• **What you need to do**
Every line in the data must be transcribed exactly.

───── Input records ─────

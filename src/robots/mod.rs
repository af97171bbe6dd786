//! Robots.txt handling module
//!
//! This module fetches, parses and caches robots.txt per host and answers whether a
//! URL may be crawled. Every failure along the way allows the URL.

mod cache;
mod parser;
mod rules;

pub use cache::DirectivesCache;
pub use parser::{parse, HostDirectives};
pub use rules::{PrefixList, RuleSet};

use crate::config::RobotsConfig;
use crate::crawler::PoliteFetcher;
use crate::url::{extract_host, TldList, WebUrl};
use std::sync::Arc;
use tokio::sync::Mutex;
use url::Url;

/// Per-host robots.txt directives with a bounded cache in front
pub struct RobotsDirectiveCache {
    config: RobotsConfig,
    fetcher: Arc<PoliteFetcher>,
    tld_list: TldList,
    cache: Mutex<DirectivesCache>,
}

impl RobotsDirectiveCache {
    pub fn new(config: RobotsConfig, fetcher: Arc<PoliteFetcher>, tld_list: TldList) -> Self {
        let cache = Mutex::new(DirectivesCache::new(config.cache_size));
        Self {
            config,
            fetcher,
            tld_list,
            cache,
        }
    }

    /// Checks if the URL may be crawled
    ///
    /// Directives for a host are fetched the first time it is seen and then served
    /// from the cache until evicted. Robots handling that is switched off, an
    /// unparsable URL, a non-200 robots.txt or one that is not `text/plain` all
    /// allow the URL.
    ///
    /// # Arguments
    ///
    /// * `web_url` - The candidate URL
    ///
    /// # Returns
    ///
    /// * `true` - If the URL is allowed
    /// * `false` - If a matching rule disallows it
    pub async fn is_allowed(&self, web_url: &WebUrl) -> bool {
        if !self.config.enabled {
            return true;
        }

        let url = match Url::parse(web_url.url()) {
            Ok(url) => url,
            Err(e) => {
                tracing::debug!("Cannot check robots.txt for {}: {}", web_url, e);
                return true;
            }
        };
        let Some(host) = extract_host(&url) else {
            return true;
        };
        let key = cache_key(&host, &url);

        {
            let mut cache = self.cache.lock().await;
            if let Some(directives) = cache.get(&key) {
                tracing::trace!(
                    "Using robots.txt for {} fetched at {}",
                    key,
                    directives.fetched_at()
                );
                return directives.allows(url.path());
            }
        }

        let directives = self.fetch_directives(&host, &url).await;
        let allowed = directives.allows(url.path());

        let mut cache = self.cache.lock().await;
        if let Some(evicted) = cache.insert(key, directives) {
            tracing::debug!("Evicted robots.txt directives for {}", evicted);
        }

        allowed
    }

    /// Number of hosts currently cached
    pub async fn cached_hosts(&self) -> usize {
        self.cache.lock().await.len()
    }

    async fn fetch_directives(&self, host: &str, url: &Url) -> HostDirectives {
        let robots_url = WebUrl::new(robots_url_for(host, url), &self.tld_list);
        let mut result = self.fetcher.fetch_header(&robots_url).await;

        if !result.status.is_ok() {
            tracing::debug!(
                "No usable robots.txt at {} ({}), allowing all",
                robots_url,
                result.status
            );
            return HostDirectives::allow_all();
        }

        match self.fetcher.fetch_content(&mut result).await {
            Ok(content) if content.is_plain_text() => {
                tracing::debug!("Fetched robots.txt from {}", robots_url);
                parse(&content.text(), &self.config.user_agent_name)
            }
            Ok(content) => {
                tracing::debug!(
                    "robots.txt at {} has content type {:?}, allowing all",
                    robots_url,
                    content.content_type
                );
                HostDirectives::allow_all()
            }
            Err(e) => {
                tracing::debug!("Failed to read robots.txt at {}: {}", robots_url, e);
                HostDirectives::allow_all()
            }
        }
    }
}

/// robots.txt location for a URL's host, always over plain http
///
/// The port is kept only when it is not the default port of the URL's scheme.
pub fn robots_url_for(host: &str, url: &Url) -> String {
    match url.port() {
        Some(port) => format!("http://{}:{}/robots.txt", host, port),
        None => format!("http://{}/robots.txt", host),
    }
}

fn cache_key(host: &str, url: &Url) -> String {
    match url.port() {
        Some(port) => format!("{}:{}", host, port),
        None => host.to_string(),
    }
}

─────

• **Answer section**
filename src/robots/mod.rs
repository af97171bbe6dd786
//! Robots.txt handling module
//!
//! This module fetches, parses and caches robots.txt per host and answers whether a
//! URL may be crawled. Every failure along the way allows the URL.

mod cache;
mod parser;
mod rules;

pub use cache::DirectivesCache;
pub use parser::{parse, HostDirectives};
pub use rules::{PrefixList, RuleSet};

use crate::config::RobotsConfig;
use crate::crawler::PoliteFetcher;
use crate::url::{extract_host, TldList, WebUrl};
use std::sync::Arc;
use tokio::sync::Mutex;
use url::Url;

/// Per-host robots.txt directives with a bounded cache in front
pub struct RobotsDirectiveCache {
    config: RobotsConfig,
    fetcher: Arc<PoliteFetcher>,
    tld_list: TldList,
    cache: Mutex<DirectivesCache>,
}

impl RobotsDirectiveCache {
    pub fn new(config: RobotsConfig, fetcher: Arc<PoliteFetcher>, tld_list: TldList) -> Self {
        let cache = Mutex::new(DirectivesCache::new(config.cache_size));
        Self {
            config,
            fetcher,
            tld_list,
            cache,
        }
    }

    /// Checks if the URL may be crawled
    ///
    /// Directives for a host are fetched the first time it is seen and then served
    /// from the cache until evicted. Robots handling that is switched off, an
    /// unparsable URL, a non-200 robots.txt or one that is not `text/plain` all
    /// allow the URL.
    ///
    /// # Arguments
    ///
    /// * `web_url` - The candidate URL
    ///
    /// # Returns
    ///
    /// * `true` - If the URL is allowed
    /// * `false` - If a matching rule disallows it
    pub async fn is_allowed(&self, web_url: &WebUrl) -> bool {
        if !self.config.enabled {
            return true;
        }

        let url = match Url::parse(web_url.url()) {
            Ok(url) => url,
            Err(e) => {
                tracing::debug!("Cannot check robots.txt for {}: {}", web_url, e);
                return true;
            }
        };
        let Some(host) = extract_host(&url) else {
            return true;
        };
        let key = cache_key(&host, &url);

        {
            let mut cache = self.cache.lock().await;
            if let Some(directives) = cache.get(&key) {
                tracing::trace!(
                    "Using robots.txt for {} fetched at {}",
                    key,
                    directives.fetched_at()
                );
                return directives.allows(url.path());
            }
        }

        let directives = self.fetch_directives(&host, &url).await;
        let allowed = directives.allows(url.path());

        let mut cache = self.cache.lock().await;
        if let Some(evicted) = cache.insert(key, directives) {
            tracing::debug!("Evicted robots.txt directives for {}", evicted);
        }

        allowed
    }

    /// Number of hosts currently cached
    pub async fn cached_hosts(&self) -> usize {
        self.cache.lock().await.len()
    }

    async fn fetch_directives(&self, host: &str, url: &Url) -> HostDirectives {
        let robots_url = WebUrl::new(robots_url_for(host, url), &self.tld_list);
        let mut result = self.fetcher.fetch_header(&robots_url).await;

        if !result.status.is_ok() {
            tracing::debug!(
                "No usable robots.txt at {} ({}), allowing all",
                robots_url,
                result.status
            );
            return HostDirectives::allow_all();
        }

        match self.fetcher.fetch_content(&mut result).await {
            Ok(content) if content.is_plain_text() => {
                tracing::debug!("Fetched robots.txt from {}", robots_url);
                parse(&content.text(), &self.config.user_agent_name)
            }
            Ok(content) => {
                tracing::debug!(
                    "robots.txt at {} has content type {:?}, allowing all",
                    robots_url,
                    content.content_type
                );
                HostDirectives::allow_all()
            }
            Err(e) => {
                tracing::debug!("Failed to read robots.txt at {}: {}", robots_url, e);
                HostDirectives::allow_all()
            }
        }
    }
}

/// robots.txt location for a URL's host, always over plain http
///
/// The port is kept only when it is not the default port of the URL's scheme.
pub fn robots_url_for(host: &str, url: &Url) -> String {
    match url.port() {
        Some(port) => format!("http://{}:{}/robots.txt", host, port),
        None => format!("http://{}/robots.txt", host),
    }
}

fn cache_key(host: &str, url: &Url) -> String {
    match url.port() {
        Some(port) => format!("{}:{}", host, port),
        None => host.to_string(),
    }
}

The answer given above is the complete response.